Borat is the world famous Kazakhi journalist created by Cohen. It is an avatar that Cohen wears and plays within our first life world, albeit a stylized version of our world (cinematic space). It is interesting that a first life person named Mahir Cagri has mused about suing Cohen for ripping off his persona which was briefly famous in 1999. People familiar with both characters have noted the striking similarities. The truly interesting thing about it is that Cagri's persona is not a deliberate conscious creation like Cohen's is. The character that came to be know as that "I Kiss You guy" is not a put-on; it is Cagri himself. It will be difficult to litigate someone for ripping off such a persona because it will be said that this persona was not a creation at all and therefore not protected by creative copyrights.

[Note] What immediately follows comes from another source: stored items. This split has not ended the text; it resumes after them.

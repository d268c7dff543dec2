//! Rendering strategy selection for topic resources.
//!
//! [`ResourceResolver`] runs the full pipeline for a topic:
//! classify the link, rewrite provider URLs, then pick a
//! [`RenderDirective`]. The directive is plain data; the viewer component
//! turns it into DOM.
//!
//! Every failure on the way (denied host, missing provider id, local file
//! behind a public viewer) degrades to [`RenderDirective::Fallback`], which
//! carries an "open externally" link whenever the link is a public web URL.
//! A [`RenderDirective::Frame`] is only produced for links that can also be
//! opened externally.

use url::form_urlencoded;

use super::classify::Classifier;
use super::embed::{self, to_embed_url};
use super::error::EmbedError;
use crate::config::{FRAME_ALLOW, FRAME_SANDBOX, ViewerConfig};
use crate::models::{ResourceKind, Topic};
use crate::utils::url::ParsedLink;

// =============================================================================
// Directives
// =============================================================================

/// Event that marks the topic complete.
#[derive(Clone, Copy, Debug, PartialEq, Eq)]
pub enum CompletionTrigger {
    /// As soon as the content is shown
    Display,
    /// Frame or image `load`
    Load,
    /// Video `play`
    PlaybackStart,
    /// User follows the external link
    ExternalOpen,
}

/// Parameters for an `<iframe>`.
#[derive(Clone, Debug, PartialEq, Eq)]
pub struct FrameDirective {
    pub src: String,
    /// `sandbox` attribute; `None` for trusted provider players.
    pub sandbox: Option<&'static str>,
    pub allow: &'static str,
    /// Cross-origin frame busting cannot be detected; the caller must show an
    /// external-open action whatever happens.
    pub may_fail_silently: bool,
    pub completion: CompletionTrigger,
}

/// Why a resource is shown as a panel instead of embedded.
#[derive(Clone, Copy, Debug, PartialEq, Eq)]
pub enum FallbackReason {
    /// Host refuses embedding or injects ads
    Blocked,
    /// Audio is not embedded
    Audio,
    /// Document on a local or relative path
    LocalFile,
    /// Relative link with no public address to open
    RelativeLink,
    /// Provider link could not be rewritten
    Untransformable(EmbedError),
    /// Neither http nor https
    UnsupportedScheme,
}

impl FallbackReason {
    /// User-facing explanation.
    pub fn message(self) -> &'static str {
        match self {
            Self::Blocked => "This host does not allow its files to be shown here.",
            Self::Audio => "Audio files open in your browser's player.",
            Self::LocalFile => "This document is stored locally and can't be previewed online.",
            Self::RelativeLink => "This link is incomplete and can't be opened. Ask your instructor for the full address.",
            Self::Untransformable(EmbedError::MissingDriveId) => {
                "This Google Drive link does not point to a single file."
            }
            Self::Untransformable(EmbedError::MissingVideoId(_)) => {
                "The video in this link could not be found."
            }
            Self::UnsupportedScheme => "This link can't be opened inside the course viewer.",
        }
    }
}

/// A message panel with a direct external-open action.
#[derive(Clone, Debug, PartialEq, Eq)]
pub struct FallbackPanel {
    pub reason: FallbackReason,
    /// Target of the "open externally" action; `None` when the link is not
    /// a web URL and cannot be opened safely.
    pub external_url: Option<String>,
}

/// How a topic's resource is rendered.
#[derive(Clone, Debug, PartialEq, Eq)]
pub enum RenderDirective {
    /// No resource link: the topic's own content
    Text,
    /// Embedded frame
    Frame(FrameDirective),
    /// Native `<video>`
    Video {
        src: String,
    },
    /// Native `<img>`
    Image {
        src: String,
    },
    /// Message plus external-open action
    Fallback(FallbackPanel),
}

impl RenderDirective {
    /// Name of the strategy, for logs.
    pub fn strategy(&self) -> &'static str {
        match self {
            Self::Text => "text",
            Self::Frame(_) => "iframe",
            Self::Video { .. } => "native-video",
            Self::Image { .. } => "native-image",
            Self::Fallback(FallbackPanel {
                reason: FallbackReason::Audio,
                ..
            }) => "native-audio-fallback",
            Self::Fallback(_) => "fallback-panel",
        }
    }

    /// Event that completes the topic.
    pub fn completion(&self) -> CompletionTrigger {
        match self {
            Self::Text => CompletionTrigger::Display,
            Self::Frame(frame) => frame.completion,
            Self::Video { .. } => CompletionTrigger::PlaybackStart,
            Self::Image { .. } => CompletionTrigger::Load,
            Self::Fallback(_) => CompletionTrigger::ExternalOpen,
        }
    }

    /// Whether the viewer must offer a manual "open externally" action.
    pub fn needs_external_action(&self) -> bool {
        matches!(self, Self::Frame(_) | Self::Fallback(_))
    }
}

/// Classification and directive for one topic.
#[derive(Clone, Debug, PartialEq, Eq)]
pub struct ResolvedResource {
    pub kind: ResourceKind,
    pub directive: RenderDirective,
    /// The raw link when it is a web URL, for the header's external action.
    pub external_url: Option<String>,
}

// =============================================================================
// Resolver
// =============================================================================

/// Classifies topic links and selects their rendering strategy.
#[derive(Clone, Debug)]
pub struct ResourceResolver {
    classifier: Classifier,
    document_viewer: String,
}

impl ResourceResolver {
    pub fn new(config: &ViewerConfig) -> Self {
        Self {
            classifier: Classifier::new(config),
            document_viewer: config.document_viewer.clone(),
        }
    }

    pub fn classifier(&self) -> &Classifier {
        &self.classifier
    }

    /// Run the full pipeline for a topic.
    ///
    /// A topic without a link never reaches the classifier.
    pub fn resolve(&self, topic: &Topic) -> ResolvedResource {
        let Some(raw) = topic.link() else {
            return ResolvedResource {
                kind: ResourceKind::Text,
                directive: RenderDirective::Text,
                external_url: None,
            };
        };

        let Some(link) = self.classifier.parse(raw) else {
            log::debug!("topic {}: unparsable link '{}'", topic.id, raw);
            return ResolvedResource {
                kind: ResourceKind::Webpage,
                directive: fallback(FallbackReason::UnsupportedScheme, None),
                external_url: None,
            };
        };

        let kind = self.classifier.classify_link(&link);
        let embed = to_embed_url(link.url.as_str(), kind);
        let directive = self.render(&link, kind, embed);
        let external_url = web_url(&link);

        log::debug!(
            "topic {}: {} -> {}",
            topic.id,
            kind,
            directive.strategy()
        );

        ResolvedResource {
            kind,
            directive,
            external_url,
        }
    }

    /// Select the directive for a classified link.
    pub fn render(
        &self,
        link: &ParsedLink,
        kind: ResourceKind,
        embed: Result<String, EmbedError>,
    ) -> RenderDirective {
        let external = web_url(link);
        let raw = link.url.as_str();

        let directive = match kind {
            ResourceKind::Text => RenderDirective::Text,
            ResourceKind::Blocked => fallback(FallbackReason::Blocked, external.clone()),
            ResourceKind::Audio => fallback(FallbackReason::Audio, external.clone()),

            ResourceKind::Youtube => match embed::youtube_id(raw) {
                Some(id) => player_frame(embed::youtube_player_url(id)),
                None => fallback(
                    FallbackReason::Untransformable(EmbedError::MissingVideoId("YouTube")),
                    external.clone(),
                ),
            },
            ResourceKind::Vimeo => match embed::vimeo_id(&link.url) {
                Some(id) => player_frame(embed::vimeo_player_url(&id)),
                None => fallback(
                    FallbackReason::Untransformable(EmbedError::MissingVideoId("Vimeo")),
                    external.clone(),
                ),
            },

            ResourceKind::Video => RenderDirective::Video {
                src: raw.to_string(),
            },
            ResourceKind::Image => RenderDirective::Image {
                src: raw.to_string(),
            },

            ResourceKind::Pdf | ResourceKind::Document | ResourceKind::Powerpoint
            | ResourceKind::Excel => {
                if link.is_local() {
                    return fallback(FallbackReason::LocalFile, external.clone());
                }
                let src = if kind.is_office() {
                    self.document_viewer_url(raw)
                } else {
                    raw.to_string()
                };
                RenderDirective::Frame(FrameDirective {
                    src,
                    sandbox: Some(FRAME_SANDBOX),
                    allow: FRAME_ALLOW,
                    may_fail_silently: false,
                    completion: CompletionTrigger::Load,
                })
            }

            ResourceKind::Gdrive | ResourceKind::SmartPresentation => match embed {
                Ok(src) => RenderDirective::Frame(FrameDirective {
                    src,
                    sandbox: Some(FRAME_SANDBOX),
                    allow: FRAME_ALLOW,
                    may_fail_silently: false,
                    completion: CompletionTrigger::Load,
                }),
                Err(e) => fallback(FallbackReason::Untransformable(e), external.clone()),
            },

            ResourceKind::Webpage => {
                if !link.is_web() {
                    return fallback(FallbackReason::UnsupportedScheme, None);
                }
                RenderDirective::Frame(FrameDirective {
                    src: raw.to_string(),
                    sandbox: Some(FRAME_SANDBOX),
                    allow: FRAME_ALLOW,
                    may_fail_silently: true,
                    completion: CompletionTrigger::Load,
                })
            }
        };

        // Frames need an external target beside them
        match directive {
            RenderDirective::Frame(_) if external.is_none() => {
                fallback(FallbackReason::RelativeLink, None)
            }
            directive => directive,
        }
    }

    /// Online viewer URL for an office document.
    pub fn document_viewer_url(&self, raw: &str) -> String {
        let encoded: String = form_urlencoded::byte_serialize(raw.as_bytes()).collect();
        format!("{}{}", self.document_viewer, encoded)
    }
}

fn fallback(reason: FallbackReason, external_url: Option<String>) -> RenderDirective {
    log::warn!("resource shown as fallback panel: {:?}", reason);
    RenderDirective::Fallback(FallbackPanel {
        reason,
        external_url,
    })
}

fn player_frame(src: String) -> RenderDirective {
    RenderDirective::Frame(FrameDirective {
        src,
        sandbox: None,
        allow: FRAME_ALLOW,
        may_fail_silently: false,
        completion: CompletionTrigger::Load,
    })
}

fn web_url(link: &ParsedLink) -> Option<String> {
    (link.absolute && link.is_web()).then(|| link.url.to_string())
}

Cagri is in the odd position that his case would be stronger if he wasn't being himself but merely playing himself. There is something amiss here. I can argue that we are the creators and puppet-masters of several avatars or personae that we control all the time. It may be the bat-winged hunchback vampire that you play in Second Life, or the hardworking cubicle-dweller that you play at work or the good citizen that you play on the neighbourhood committee, but these can all be seen to be avatars created by you to control within different environments. We have always had these powers and there is a fine line, if any, between being and playing.